Sabtu, 30 September 2017

Memantau Laku di Media Sosial



Kita akan memulainya dari trend bahwa komunikasi media sosial menjadi sesuatu yang sudah niscaya dan memang patut disyukuri bahwa informasi menjadi sesuatu yang berlimpah ruah. Bahkan ada banyak yang mengatakan bahwa kecepatan informasi di era digital melalui media sosial, baik FB maupun Twitter telah melampaui kecepatan cahaya. Bersamaan dengan itu, kita menjadi manusia yang semakin sibuk. 24 jam seakan tak pernah cukup dan kalau bisa, kita ingin meminta lebih. Kloplah sudah, kita yang sibuk, waktu terbatas menuntut pula pemenuhan kebutuhan informasi secara cepat.

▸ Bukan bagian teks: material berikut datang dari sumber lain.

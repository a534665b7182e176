use clap::{Args, Parser, Subcommand, ValueEnum};
use std::path::PathBuf;

/// Shared application context for global flags
#[derive(Clone, Debug, Default)]
pub struct AppContext {
    pub quiet: bool,    // global --quiet
    pub no_color: bool, // global --no-color
    pub dry_run: bool,  // global --dry-run
}

#[derive(Parser)]
#[command(name = "dork")]
#[command(
    about = "Version control for search strategies: queries in a file, opened in your browser"
)]
#[command(version, long_about = None)]
pub struct Cli {
    #[command(subcommand)]
    pub command: Commands,

    /// Disable colored output
    #[arg(long, global = true)]
    pub no_color: bool,

    /// Suppress non-essential output
    #[arg(long, global = true)]
    pub quiet: bool,

    /// Show what would be done without opening browsers or writing files
    #[arg(long, global = true)]
    pub dry_run: bool,

    /// Log filter when RUST_LOG is unset (e.g. warn, debug, dorkscript=trace)
    #[arg(long, global = true, value_name = "FILTER")]
    pub log_level: Option<String>,
}

#[derive(Subcommand)]
pub enum Commands {
    /// Run the queries in a .dork file
    Run(RunArgs),

    /// Parse a .dork file and report warnings without building URLs
    Check(CheckArgs),

    /// List available search engines
    Engines(EnginesArgs),

    /// Initialize a dorkscript.toml config file
    Init(InitArgs),

    /// Generate shell completions
    Completions(CompletionsArgs),
}

#[derive(Parser, Debug)]
pub struct RunArgs {
    /// Query file to run
    pub file: PathBuf,

    /// Variable overrides (NAME=value), applied before any @var; may also precede FILE
    #[arg(value_name = "NAME=value")]
    pub vars: Vec<String>,

    /// Only run the first N queries
    #[arg(short = 'n', long, value_name = "N")]
    pub limit: Option<usize>,

    /// Show queries and URLs without opening the browser
    #[arg(short, long)]
    pub preview: bool,

    /// Use this engine for every query
    #[arg(short, long, value_name = "ENGINE")]
    pub engine: Option<String>,

    /// Seconds between browser launches (config default: 0.5)
    #[arg(short, long, value_name = "SECS")]
    pub delay: Option<f64>,

    /// Write URLs to this file (browser still opens unless --preview)
    #[arg(short, long, value_name = "FILE")]
    pub output: Option<PathBuf>,

    /// Print only URLs, one per line, and open nothing
    #[arg(short, long, conflicts_with = "json")]
    pub urls: bool,

    /// Print resolved queries with URLs as JSON and open nothing
    #[arg(long)]
    pub json: bool,
}

#[derive(Parser, Debug)]
pub struct CheckArgs {
    /// Query file to check
    pub file: PathBuf,

    /// Variable overrides (NAME=value)
    #[arg(value_name = "NAME=value")]
    pub vars: Vec<String>,
}

#[derive(Parser, Debug)]
pub struct EnginesArgs {
    /// Only list engines in this category (e.g. "security", "Code & Dev")
    #[arg(short, long)]
    pub category: Option<String>,
}

#[derive(Parser, Debug)]
pub struct InitArgs {
    /// Directory to initialize config in
    #[arg(default_value = ".")]
    pub path: PathBuf,

    /// Overwrite existing config file
    #[arg(long)]
    pub force: bool,
}

#[derive(Debug, Clone, Copy, ValueEnum)]
pub enum Shell {
    Bash,
    Zsh,
    Fish,
    PowerShell,
    Elvish,
}

#[derive(Args, Debug)]
pub struct CompletionsArgs {
    /// Target shell
    #[arg(value_enum)]
    pub shell: Shell,

    /// Output directory; if omitted and --stdout not set, prints error
    #[arg(long)]
    pub out_dir: Option<PathBuf>,

    /// Print completion script to stdout instead of a file
    #[arg(long)]
    pub stdout: bool,
}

Secara pribadi saya meyakini bahwa dunia komunikasi membutuhkan "personal touch" atau sentuhan sentuhan pribadi yang akan mengikat audiens secara emosional sehingga ia merasa terlibat dan akan turut berkontribusi. Kekuatan kata "partisipasi" yang dulu terasa jauh , kini dengan kehadiran internet dan khususnya media sosial menjadi sesuatu yang dekat, malah telah menjadi rutinitas. Kita semua yg aktif di medsos, telah menjadi partisipan-partisipan aktif dalam lalu lalang informasi itu


Dengan internet, sepertinya setiap orang dengan gampang akan mengetahui segala sesuatu,hanya dengan sekali klik pada Universitas Google, wikipedia, atau random blogging. Informasi menjadi milik semua orang dalam genggaman, sehingga banyak sekali suara suara yang akan muncul, bahkan yang paling konyol sekalipun. Medsos, seperti Facebook menambah kehingar bingaran ini dengan menyediakan panggung untuk "mengomentari" segala hal di kolom "what's on your mind?". Paradoks yang muncul adalah ketika kepuasan berkomentar ini lebih banyak menghayalnya daripada realitas sesungguhnya (makna) maka apa yang dicapai bukanlah diseminasi informasi yang memberikan pencerahan dan mengedukasi publik , melainkan kegamangan informasi. Itulah, kenapa kita dengan mudah menemui ahli-ahli "dadakan" akan banyak hal saat ini. Maksud ahli dadakan adalah orang-orang yang tidak lahir dari pengujian keahlian tertentu berdasarkan metodelogi ilmu pengetahuan, tetapi menjadi rujukan yang diterima begitu saja dalam masyarakat karena faktor -faktor X (hegemoni kelompok, politik, dll).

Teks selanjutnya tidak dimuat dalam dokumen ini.